Foi aí que minha vida se transformou, conheci a Manuela, amiga de minha
irmã, mulher madura e bem resolvida, Manuela logo se fez amiga e arrancou de mim
confissões que jamais tive coragem de repetir nem frente ao espelho, nossa primeira
conversa chorei muito, pedi o colo que jamais minha mãe me deu, fui sincero e
transparente com a Manuela, conversamos horas, horas a fio.
Hoje enfim resolvi acabar com toda essa dor, quero pedir perdão aos meus
pais, minhas irmãs, meus poucos amigos e a mim mesmo, queria poder mudar o que
sinto, quem sou, mas não posso.
Tudo acaba aqui, não cometi o pecado de me envolver com ninguém do
mesmo sexo que eu se é que isso é pecado, nunca procurei saber se era ou não
pecado ser homossexual, não quero entender essa opção, assim como não quero
julgar quem seja, quero apenas acabar com essa dor que domina meu peito que faz
minha família sofrer, quero apenas que chegue ao fim essa angústia que tira minhas
noites de sono, sei que não poderei ser feliz com esse amor que sinto por João, sei que
não viverei esse amor, não apenas em virtude dessa sociedade preconceituosa e
machista, não apenas porque sinto vergonha, não tenho amigos homossexuais, nunca
senti por nenhum de meus amigos isso que sinto pelo João, mas não quero, não posso
e isso está acabando com minhas forças, cheguei ao meu limite em virtude desse
sentimento.
Chega, não quero mais, estou aprisionado nesse mundo onde não consigo
me libertar, quero e preciso ser livre, preciso ser livre, e essa liberdade não vou
encontrar aqui.
Não estou dizendo que o que vou fazer é o certo, não é, por isso peço
perdão a Deus, apesar de saber que não terei perdão, peço que ele me entenda,
apesar de que ninguém entenderá, não aconselho ninguém, mas é o que me resta.

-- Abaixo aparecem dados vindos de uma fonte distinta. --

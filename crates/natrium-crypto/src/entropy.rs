//! Randomness source abstraction.
//!
//! Every operation that needs fresh bytes (key generation, salts, nonces,
//! ephemeral key pairs) draws them from an [`Entropy`] implementation. This
//! keeps the cryptographic code free of global RNG state and lets tests
//! substitute deterministic sources.

/// Source of random bytes.
///
/// # Security
///
/// Implementations MUST use cryptographically secure entropy in production
/// and MUST be safe to share across threads without producing correlated
/// output.
pub trait Entropy: Send + Sync {
    /// Fills the provided buffer with random bytes.
    fn fill(&self, buffer: &mut [u8]);

    /// Returns `N` random bytes.
    fn bytes<const N: usize>(&self) -> [u8; N]
    where
        Self: Sized,
    {
        let mut bytes = [0u8; N];
        self.fill(&mut bytes);
        bytes
    }
}

/// Production entropy backed by the operating system RNG.
///
/// # Panics
///
/// Panics if the OS RNG fails. Continuing without functioning randomness
/// would produce predictable keys and nonces.
#[derive(Debug, Clone, Copy, Default)]
pub struct SystemEntropy;

impl Entropy for SystemEntropy {
    #[allow(clippy::expect_used)]
    fn fill(&self, buffer: &mut [u8]) {
        getrandom::fill(buffer)
            .expect("invariant: OS RNG failure is unrecoverable - cannot generate secrets");
    }
}

#[cfg(test)]
mod tests {
    use super::*;

    #[test]
    fn system_entropy_bytes_are_random() {
        let entropy = SystemEntropy;

        let bytes1: [u8; 32] = entropy.bytes();
        let bytes2: [u8; 32] = entropy.bytes();

        // Extremely unlikely to be equal if random
        assert_ne!(bytes1, bytes2, "random bytes should differ");
    }

    #[test]
    fn system_entropy_fills_buffer() {
        let mut bytes = [0u8; 64];
        SystemEntropy.fill(&mut bytes);

        let non_zero_count = bytes.iter().filter(|&&b| b != 0).count();
        assert!(non_zero_count > 32, "most bytes should be non-zero");
    }

    #[test]
    fn system_entropy_is_usable_across_threads() {
        let handles: Vec<_> = (0..4)
            .map(|_| std::thread::spawn(|| SystemEntropy.bytes::<32>()))
            .collect();

        let outputs: Vec<[u8; 32]> = handles.into_iter().map(|h| h.join().unwrap()).collect();

        for i in 0..outputs.len() {
            for j in (i + 1)..outputs.len() {
                assert_ne!(outputs[i], outputs[j], "threads must not share output");
            }
        }
    }
}
//! Constant-time text encodings for binary values
//!
//! Every encoder and decoder here runs in time independent of the byte
//! values (`base16ct`, `base64ct`), so the same functions are used for key
//! material, ciphertexts and public values alike.
//!
//! Decoding is lenient about shape but strict about content:
//!
//! - a scheme prefix (`hex:`, `base64:`, `base64url:`) overrides the
//!   requested encoding
//! - base64 input may use either alphabet and any amount of `=` padding
//! - hex input may use either case

pub(crate) mod binary;

use std::{fmt, str::FromStr};

use base64ct::{Base64, Base64Unpadded, Base64Url, Base64UrlUnpadded, Encoding as _};
use subtle::{ConditionallySelectable, ConstantTimeEq};
use zeroize::Zeroizing;

pub use binary::{BinaryString, Ciphertext, DIGEST_BYTES, Digest, MessageSignature, SIGNATURE_BYTES};

use crate::error::CryptoError;

/// Prefix marking hex-encoded values
pub const HEX_PREFIX: &str = "hex:";

/// Prefix marking standard-alphabet base64 values
pub const BASE64_PREFIX: &str = "base64:";

/// Prefix marking URL-safe base64 values
pub const BASE64URL_PREFIX: &str = "base64url:";

/// Text encoding for binary values.
#[derive(Debug, Clone, Copy, PartialEq, Eq, Hash, Default)]
pub enum Encoding {
    /// Lowercase hexadecimal
    Hex,
    /// Standard alphabet, padded
    Base64,
    /// Standard alphabet, unpadded
    Base64Unpadded,
    /// URL-safe alphabet, padded
    Base64Url,
    /// URL-safe alphabet, unpadded
    #[default]
    Base64UrlUnpadded,
}

impl Encoding {
    /// Every supported encoding.
    pub const ALL: [Self; 5] = [
        Self::Hex,
        Self::Base64,
        Self::Base64Unpadded,
        Self::Base64Url,
        Self::Base64UrlUnpadded,
    ];

    /// Scheme prefix used for self-describing output.
    pub fn prefix(self) -> &'static str {
        match self {
            Self::Hex => HEX_PREFIX,
            Self::Base64 | Self::Base64Unpadded => BASE64_PREFIX,
            Self::Base64Url | Self::Base64UrlUnpadded => BASE64URL_PREFIX,
        }
    }

    /// Stable name of this encoding.
    pub fn name(self) -> &'static str {
        match self {
            Self::Hex => "hex",
            Self::Base64 => "base64",
            Self::Base64Unpadded => "base64-unpadded",
            Self::Base64Url => "base64url",
            Self::Base64UrlUnpadded => "base64url-unpadded",
        }
    }

    /// Encoding named by the scheme prefix of `input`, if any.
    pub fn detect(input: &str) -> Option<Self> {
        split_prefix(input).map(|(encoding, _)| encoding)
    }

    /// Encode `bytes` without a prefix.
    pub fn encode(self, bytes: &[u8]) -> String {
        match self {
            Self::Hex => base16ct::lower::encode_string(bytes),
            Self::Base64 => Base64::encode_string(bytes),
            Self::Base64Unpadded => Base64Unpadded::encode_string(bytes),
            Self::Base64Url => Base64Url::encode_string(bytes),
            Self::Base64UrlUnpadded => Base64UrlUnpadded::encode_string(bytes),
        }
    }

    /// Encode `bytes` with this encoding's scheme prefix.
    pub fn encode_prefixed(self, bytes: &[u8]) -> String {
        let mut out = String::from(self.prefix());
        out.push_str(&self.encode(bytes));
        out
    }

    /// Decode `input`, honouring a scheme prefix if present.
    ///
    /// The returned buffer is wiped on drop since callers may decode secret
    /// material through it.
    pub fn decode(self, input: &str) -> Result<Zeroizing<Vec<u8>>, CryptoError> {
        match split_prefix(input) {
            Some((encoding, body)) => encoding.decode_body(body),
            None => self.decode_body(input),
        }
    }

    /// Decode `input` whose encoding is named by its prefix, falling back to
    /// base64 in either alphabet.
    pub fn decode_any(input: &str) -> Result<Zeroizing<Vec<u8>>, CryptoError> {
        Self::Base64UrlUnpadded.decode(input)
    }

    fn decode_body(self, body: &str) -> Result<Zeroizing<Vec<u8>>, CryptoError> {
        match self {
            Self::Hex => decode_hex(body),
            Self::Base64 | Self::Base64Unpadded | Self::Base64Url | Self::Base64UrlUnpadded => {
                decode_base64(body)
            },
        }
    }
}

impl fmt::Display for Encoding {
    fn fmt(&self, f: &mut fmt::Formatter<'_>) -> fmt::Result {
        f.write_str(self.name())
    }
}

impl FromStr for Encoding {
    type Err = CryptoError;

    fn from_str(s: &str) -> Result<Self, Self::Err> {
        Self::ALL
            .into_iter()
            .find(|encoding| encoding.name() == s)
            .ok_or(CryptoError::InvalidEncoding { encoding: "encoding name" })
    }
}

fn split_prefix(input: &str) -> Option<(Encoding, &str)> {
    if let Some(body) = input.strip_prefix(HEX_PREFIX) {
        Some((Encoding::Hex, body))
    } else if let Some(body) = input.strip_prefix(BASE64URL_PREFIX) {
        Some((Encoding::Base64Url, body))
    } else {
        input.strip_prefix(BASE64_PREFIX).map(|body| (Encoding::Base64, body))
    }
}

fn decode_hex(body: &str) -> Result<Zeroizing<Vec<u8>>, CryptoError> {
    let body = body.trim();
    let mut out = Zeroizing::new(vec![0u8; body.len() / 2]);
    let decoded = base16ct::mixed::decode(body, &mut out)
        .map_err(|_| CryptoError::InvalidEncoding { encoding: "hex" })?
        .len();
    out.truncate(decoded);
    Ok(out)
}

fn decode_base64(body: &str) -> Result<Zeroizing<Vec<u8>>, CryptoError> {
    let trimmed = body.trim().trim_end_matches('=');

    // Map the standard alphabet onto the URL-safe one without branching on
    // the byte values
    let normalized: Zeroizing<Vec<u8>> =
        Zeroizing::new(trimmed.bytes().map(to_url_safe).collect());

    let mut out = Zeroizing::new(vec![0u8; normalized.len() * 3 / 4]);
    let decoded = Base64UrlUnpadded::decode(normalized.as_slice(), &mut out)
        .map_err(|_| CryptoError::InvalidEncoding { encoding: "base64" })?
        .len();
    out.truncate(decoded);
    Ok(out)
}

fn to_url_safe(byte: u8) -> u8 {
    let is_plus = byte.ct_eq(&b'+');
    let is_slash = byte.ct_eq(&b'/');
    let byte = u8::conditional_select(&byte, &b'-', is_plus);
    u8::conditional_select(&byte, &b'_', is_slash)
}

#[cfg(test)]
mod tests {
    use super::*;

    // 0xfb 0xff 0xbf encodes to characters that differ between alphabets
    const ALPHABET_SENSITIVE: [u8; 3] = [0xfb, 0xff, 0xbf];

    #[test]
    fn prefixes() {
        assert_eq!(Encoding::Hex.prefix(), "hex:");
        assert_eq!(Encoding::Base64.prefix(), "base64:");
        assert_eq!(Encoding::Base64Unpadded.prefix(), "base64:");
        assert_eq!(Encoding::Base64Url.prefix(), "base64url:");
        assert_eq!(Encoding::Base64UrlUnpadded.prefix(), "base64url:");
    }

    #[test]
    fn encode_known_values() {
        assert_eq!(Encoding::Hex.encode(b"\x00\xab\xff"), "00abff");
        assert_eq!(Encoding::Base64.encode(b"ab"), "YWI=");
        assert_eq!(Encoding::Base64Unpadded.encode(b"ab"), "YWI");
        assert_eq!(Encoding::Base64.encode(&ALPHABET_SENSITIVE), "+/+/");
        assert_eq!(Encoding::Base64Url.encode(&ALPHABET_SENSITIVE), "-_-_");
    }

    #[test]
    fn encode_prefixed() {
        assert_eq!(Encoding::Hex.encode_prefixed(b"\x01"), "hex:01");
        assert_eq!(Encoding::Base64.encode_prefixed(b"ab"), "base64:YWI=");
    }

    #[test]
    fn base64_decoding_accepts_either_alphabet() {
        for input in ["+/+/", "-_-_", "base64:+/+/", "base64url:-_-_", "base64:-_-_"] {
            let decoded = Encoding::Base64Url.decode(input).unwrap();
            assert_eq!(decoded.as_slice(), &ALPHABET_SENSITIVE, "input {input}");
        }
    }

    #[test]
    fn base64_decoding_tolerates_padding() {
        for input in ["YWI", "YWI=", "YWI==", "YWI==="] {
            let decoded = Encoding::Base64.decode(input).unwrap();
            assert_eq!(decoded.as_slice(), b"ab", "input {input}");
        }
    }

    #[test]
    fn hex_decoding_is_case_insensitive() {
        let lower = Encoding::Hex.decode("00abff").unwrap();
        let upper = Encoding::Hex.decode("00ABFF").unwrap();
        assert_eq!(lower.as_slice(), &[0x00, 0xab, 0xff]);
        assert_eq!(*lower, *upper);
    }

    #[test]
    fn prefix_overrides_requested_encoding() {
        let decoded = Encoding::Base64.decode("hex:6162").unwrap();
        assert_eq!(decoded.as_slice(), b"ab");

        let decoded = Encoding::Hex.decode("base64:YWI=").unwrap();
        assert_eq!(decoded.as_slice(), b"ab");
    }

    #[test]
    fn malformed_input_is_rejected() {
        assert_eq!(
            Encoding::Hex.decode("abc").unwrap_err(),
            CryptoError::InvalidEncoding { encoding: "hex" }
        );
        assert_eq!(
            Encoding::Hex.decode("zz").unwrap_err(),
            CryptoError::InvalidEncoding { encoding: "hex" }
        );
        assert_eq!(
            Encoding::Base64.decode("a").unwrap_err(),
            CryptoError::InvalidEncoding { encoding: "base64" }
        );
        assert_eq!(
            Encoding::Base64.decode("YW*=").unwrap_err(),
            CryptoError::InvalidEncoding { encoding: "base64" }
        );
    }

    #[test]
    fn empty_input_decodes_to_empty() {
        assert!(Encoding::Hex.decode("").unwrap().is_empty());
        assert!(Encoding::Base64.decode("").unwrap().is_empty());
    }

    #[test]
    fn detect_reads_prefix() {
        assert_eq!(Encoding::detect("hex:00"), Some(Encoding::Hex));
        assert_eq!(Encoding::detect("base64:AA=="), Some(Encoding::Base64));
        assert_eq!(Encoding::detect("base64url:AA"), Some(Encoding::Base64Url));
        assert_eq!(Encoding::detect("AA"), None);
    }

    #[test]
    fn names_round_trip_through_from_str() {
        for encoding in Encoding::ALL {
            assert_eq!(encoding.name().parse::<Encoding>().unwrap(), encoding);
        }
        assert!("base32".parse::<Encoding>().is_err());
    }

    #[test]
    fn decode_any_defaults_to_base64() {
        assert_eq!(Encoding::decode_any("YWI").unwrap().as_slice(), b"ab");
        assert_eq!(Encoding::decode_any("hex:6162").unwrap().as_slice(), b"ab");
    }
}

Estou desesperado, não quero que minha família sofra, sinta vergonha de
mim do que estou sentindo pelo João, e esse sentimento está ficando descontrolado e
por isso, somente por isso, não quero mais viver e não tenho outra saída.
Perdoem-me, me entendam, mas não sirvo mais para essa vida. Adeus!
Simone Bezerra Souza, 25 de maio de 2015.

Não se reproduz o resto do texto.